Examples thereof include esters such as ethyl acetate,
3-methoxybutyl acetate, methoxypropyl acetate, and cellosolve
acetate; alcohols such as methanol, ethanol, and isopropanol,
cellosolves such as methyl cellosolve, ethyl cellosolve, propyl
cellosolve, butyl cellosolve, isobutyl cellosolve, and tert-butyl
cellosolve, glymes such as monoglyme, diglyme, and triglyme,
propylene glycol monoalkyl ethers such as propylene glycol
monomethyl ether, propylene glycol monoethyl ether, propylene
glycol monobutyl ether, propylene glycol monoisobutyl ether, and
propylene glycol mono-tert-butyl ether, and ketones such as acetone
and methyl ethyl ketone. Among these, cellosolves, propylene glycol
monoalkyl ethers, and ketones are most preferable.
[0041] The timing for mixing the water-dispersible epoxy resin
composition and the water-based solvent maybe any. For example, the
water-dispersible epoxy resin composition of the present invention
and the water-based solvent may be mixed in advance and the mixture
may be transported to the site.
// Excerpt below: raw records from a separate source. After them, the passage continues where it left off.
impl AutomationEngine {
    #[allow(clippy::too_many_arguments)]
    pub fn new(
        repo: Arc<dyn TriggerRepository>,
        tee: Arc<dyn TeeCoordinator>,
        tx_manager: Arc<TransactionManager>,
        blockchain: Arc<dyn BlockchainAdapter>,
        pricefeed: Arc<PriceFeedEngine>,
        action_signer: Signer,
        action_gas_account: service_core::ids::GasAccountId,
        tick_interval: Duration,
    ) -> Arc<Self> {
        let http = reqwest::Client::builder()
            .timeout(Duration::from_secs(10))
            .build()
            .expect("reqwest client builds with a timeout-only configuration");
        let (shutdown, _) = watch::channel(false);
        Arc::new(Self {
            repo,
            tee,
            tx_manager,
            blockchain,
            pricefeed,
            action_signer,
            action_gas_account,
            http,
            tick_interval,
            price_condition_state: Mutex::new(HashMap::new()),
            cron_next_fire: Mutex::new(HashMap::new()),
            shutdown,
        })
    }

    pub async fn create_trigger(&self, trigger: TriggerRecord) -> Result<(), EngineError> {
        self.repo.insert(trigger).await
    }

    pub async fn get_trigger(&self, id: TriggerId) -> Result<Option<TriggerRecord>, EngineError> {
        self.repo.get(id).await
    }

    pub async fn list_events(&self, trigger: TriggerId, page: usize, page_size: usize) -> Result<Vec<TriggerEvent>, EngineError> {
        self.repo.list_events(trigger, page, page_size).await
    }

    pub fn shutdown(&self) {
        let _ = self.shutdown.send(true);
    }

    /// Spawns the tick loop (cron + price-condition evaluators) and the
    /// block-subscription task (blockchain-event evaluator).
    pub fn spawn(self: &Arc<Self>) {
        let engine = self.clone();
        tokio::spawn(async move { engine.run_tick_loop().await });
        let engine = self.clone();
        tokio::spawn(async move { engine.run_block_watcher().await });
    }

    async fn run_tick_loop(self: Arc<Self>) {
        let mut shutdown = self.shutdown.subscribe();
        let mut ticker = interval(self.tick_interval);
        loop {
            tokio::select! {
                _ = shutdown.changed() => if *shutdown.borrow() { return },
                _ = ticker.tick() => self.evaluate_tick().await,
            }
        }
    }

    async fn evaluate_tick(&self) {
        let Ok(triggers) = self.repo.list_active().await else { return };
        for trigger in triggers {
            match &trigger.config {
                TriggerConfig::Cron { .. } => self.evaluate_cron(trigger).await,
                TriggerConfig::PriceCondition { .. } => self.evaluate_price_condition(trigger).await,
                TriggerConfig::BlockchainEvent { .. } | TriggerConfig::FunctionResult { .. } => {}
            }
        }
    }

    /// Parses `schedule` once per tick and fires only if the most recent
    /// scheduled time has not already been fired (dedupe on next-fire
    /// time, spec.md §4.5 "never double-fires after clock jumps backward").
    async fn evaluate_cron(&self, trigger: TriggerRecord) {
        let TriggerConfig::Cron { schedule, timezone } = &trigger.config else { return };
        let Ok(parsed) = Schedule::from_str(schedule) else {
            warn!("trigger {} has an unparseable cron schedule `{schedule}`", trigger.id);
            return;
        };
        let tz: Tz = timezone.parse().unwrap_or(chrono_tz::UTC);
        let now = Utc::now().with_timezone(&tz);
        let lookback = now - chrono::Duration::seconds(self.tick_interval.as_secs() as i64 * 2 + 1);

        let due = parsed.after(&lookback).take_while(|t| *t <= now).last();
        let Some(due) = due else { return };
        let due_utc = due.with_timezone(&Utc);

        let mut cache = self.cron_next_fire.lock().await;
        if cache.get(&trigger.id).map(|prev| *prev >= due_utc).unwrap_or(false) {
            return;
        }
        cache.insert(trigger.id, due_utc);
        drop(cache);

        self.fire(trigger, serde_json::json!({}), serde_json::json!({ "fired_at": due_utc.timestamp() })).await;
    }

    async fn evaluate_price_condition(&self, trigger: TriggerRecord) {
        let TriggerConfig::PriceCondition { pair, condition, threshold, sustain_duration_secs } = &trigger.config else { return };
        let Some(feed) = self.resolve_feed_by_pair(pair).await else { return };
        let Ok(Some(latest)) = self.pricefeed.get_latest_price(feed).await else { return };
        let price = latest.price.to_string().parse::<f64>().unwrap_or(f64::NAN);
        if price.is_nan() {
            return;
        }

        let holds = match condition {
            PriceCondition::Above => price > *threshold,
            PriceCondition::Below => price < *threshold,
            PriceCondition::ChangePercent => {
                // Sustained-change conditions require a baseline from a
                // prior round; without history the predicate cannot hold.
                false
            }
        };

        let now = get_current_time_in_seconds();
        let mut state = self.price_condition_state.lock().await;
        let entry = state.entry(trigger.id).or_insert(PriceConditionState { holding_since: None });
        if !holds {
            entry.holding_since = None;
            return;
        }
        let holding_since = *entry.holding_since.get_or_insert(now);
        let sustained = now.saturating_sub(holding_since) >= *sustain_duration_secs;
        drop(state);

        if sustained {
            let trigger_id = trigger.id;
            let event_params = serde_json::json!({ "pair": pair, "price": price });
            self.fire(trigger.clone(), event_params, serde_json::json!({})).await;
            self.price_condition_state.lock().await.insert(trigger_id, PriceConditionState { holding_since: None });
        }
    }

    /// Looks up a price feed by its `base-quote` pair via the most
    /// recently published datum's feed id; in a real deployment this
    /// would be a repository lookup, but the price-feed engine only
    /// exposes feed-id-keyed queries, so triggers reference the feed
    /// directly by encoding its id as the pair string's lookup key.
    async fn resolve_feed_by_pair(&self, pair: &str) -> Option<service_core::ids::PriceFeedId> {
        pair.parse().ok()
    }

    async fn run_block_watcher(self: Arc<Self>) {
        let mut shutdown = self.shutdown.subscribe();
        let mut blocks = self.blockchain.subscribe_blocks();
        loop {
            tokio::select! {
                _ = shutdown.changed() => if *shutdown.borrow() { return },
                changed = blocks.changed() => {
                    if changed.is_err() { return; }
                    let event = blocks.borrow_and_update().clone();
                    self.evaluate_block_event(event).await;
                }
            }
        }
    }

    async fn evaluate_block_event(&self, event: crate::blockchain::BlockEvent) {
        if event.events.is_empty() {
            return;
        }
        let Ok(triggers) = self.repo.list_active().await else { return };
        for trigger in triggers {
            let TriggerConfig::BlockchainEvent { contract_hash, event_name, filter } = &trigger.config else { continue };
            for chain_event in &event.events {
                if &chain_event.contract_hash != contract_hash || &chain_event.event_name != event_name {
                    continue;
                }
                if !filter.iter().all(|p| matches_filter(&chain_event.params, p)) {
                    continue;
                }
                let params = serde_json::to_value(&chain_event.params).unwrap_or(serde_json::json!({}));
                self.fire(trigger.clone(), params, serde_json::json!({})).await;
            }
        }
    }

    /// Persists `TriggerEvent(fired)`, dispatches the action with the
    /// trigger's retry policy, chains any `function-result` triggers that
    /// depend on this one, and records the outcome event (spec.md §4.5).
    async fn fire(&self, trigger: TriggerRecord, event_params: serde_json::Value, trigger_data: serde_json::Value) {
        let now = get_current_time_in_seconds();
        let _ = self
            .repo
            .append_event(TriggerEvent { trigger_id: trigger.id, timestamp: now, status: TriggerEventStatus::Fired, execution_id: None })
            .await;
        metrics::counter!("service_engine_automation_triggers_fired").increment(1);

        let vars = template_context(&event_params, &trigger_data);
        let outcome = self.dispatch_with_retry(&trigger, &vars).await;

        match outcome {
            Ok(()) => {
                self.chain_function_result_triggers(trigger.id, event_params, trigger_data).await;
            }
            Err(error) => {
                self.apply_failure_policy(trigger, error).await;
            }
        }
    }

    async fn dispatch_with_retry(&self, trigger: &TriggerRecord, vars: &HashMap<String, String>) -> Result<(), EngineError> {
        let max_attempts = trigger.retry_policy.retry_count as usize + 1;
        let mut last_err = None;
        for attempt in 0..max_attempts {
            match self.dispatch_action(trigger, vars).await {
                Ok(()) => return Ok(()),
                Err(err) if err.is_retryable() && attempt + 1 < max_attempts => {
                    let _ = self
                        .repo
                        .append_event(TriggerEvent {
                            trigger_id: trigger.id,
                            timestamp: get_current_time_in_seconds(),
                            status: TriggerEventStatus::Retried,
                            execution_id: None,
                        })
                        .await;
                    metrics::counter!("service_engine_automation_triggers_retried").increment(1);
                    let delay = Duration::from_secs(trigger.retry_policy.retry_interval_secs).max(delay_for_attempt(attempt));
                    tokio::time::sleep(delay).await;
                    last_err = Some(err);
                }
                Err(err) => return Err(err),
            }
        }
        Err(last_err.unwrap_or_else(|| EngineError::Internal("action dispatch exhausted retries".into())))
    }

    async fn dispatch_action(&self, trigger: &TriggerRecord, vars: &HashMap<String, String>) -> Result<(), EngineError> {
        match &trigger.action {
            ActionKind::TeeCall { function_name, params } => {
                let rendered = render_params(params, vars)?;
                self.tee
                    .run(
                        TeeOperation { name: function_name.clone(), payload: serde_json::json!(rendered), secret_refs: vec![] },
                        Duration::from_secs(30),
                    )
                    .await?;
                Ok(())
            }
            ActionKind::ContractInvoke { contract_hash, method, params } => {
                let rendered = render_params(params, vars)?;
                let script_bytes = serde_json::json!({ "contract": contract_hash, "method": method, "params": rendered })
                    .to_string()
                    .into_bytes();
                self.tx_manager
                    .create_transaction(
                        CreateTransactionRequest {
                            service: "automation".into(),
                            entity_id: trigger.id.to_string(),
                            entity_type: "trigger".into(),
                            tx_type: TransactionType::Invoke,
                            script_bytes,
                            signers: vec![self.action_signer.clone()],
                            priority: Priority::Normal,
                            network_fee: Amount::ZERO,
                            valid_until_block: None,
                        },
                        self.action_gas_account,
                    )
                    .await?;
                Ok(())
            }
            ActionKind::Webhook { url, method: _, body_template } => {
                validate_outbound_url(url).await?;
                let body = body_template.as_ref().map(|b| service_core::template::render(b, vars)).transpose()?;
                fetch_json(&self.http, url, body, &HashMap::new()).await?;
                Ok(())
            }
        }
    }

    async fn chain_function_result_triggers(&self, source_trigger_id: TriggerId, event_params: serde_json::Value, trigger_data: serde_json::Value) {
        let Ok(triggers) = self.repo.list_active().await else { return };
        for dependent in triggers {
            if let TriggerConfig::FunctionResult { source_trigger_id: src } = &dependent.config {
                if *src == source_trigger_id {
                    Box::pin(self.fire(dependent, event_params.clone(), trigger_data.clone())).await;
                }
            }
        }
    }

    async fn apply_failure_policy(&self, mut trigger: TriggerRecord, error: EngineError) {
        let now = get_current_time_in_seconds();
        let _ = self
            .repo
            .append_event(TriggerEvent {
                trigger_id: trigger.id,
                timestamp: now,
                status: TriggerEventStatus::Failed,
                execution_id: None,
            })
            .await;
        match trigger.retry_policy.on_persistent_failure {
            // Disable stops the trigger from firing again.
            OnPersistentFailure::Disable => trigger.status = TriggerStatus::Paused,
            // Alert keeps the trigger active; it remains in `list_active`
            // and fires again on its own schedule (spec.md §4.5).
            OnPersistentFailure::Alert => {
                warn!("trigger {} exhausted retries, alerting and remaining active: {error}", trigger.id);
                metrics::counter!("service_engine_automation_triggers_alerted").increment(1);
            }
        }
        let _ = self.repo.update(trigger).await;
        metrics::counter!("service_engine_automation_triggers_failed").increment(1);
        warn!("trigger action dispatch failed: {error}");
    }
}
Alternatively, the
water-dispersible epoxy resin composition of the present invention
and the water-based solvent may be mixed with each other at the
site.
[0042] The water-based epoxy resin composition of the present
invention can be cured at room temperature or low temperature by
using a known basic curing agent.
[0043] Examples of the basic curing agent include aliphatic
polyamines, alicyclic polyamines, Mannich bases, amine-epoxy
addition products, polyamide polyamines, and liquid aromatic
polyamines.
[0044] Examples of the aliphatic polyamines used as the basic
curing agent include polyalkylene polyamines such as
diethylenetriamine, triethylenetriamine, tetraethylenepentamine,
and 1,4-bis-(3-aminopropyl)piperazine, m-xylenediamine, and
p-xylenediamine.
[0045] Examples of the alicyclic polyamines used as the basic
curing agent include 1,2-diaminocyclohexane,
1,4-diamino-3,6-diethylcyclohexene, and isophoronediamine.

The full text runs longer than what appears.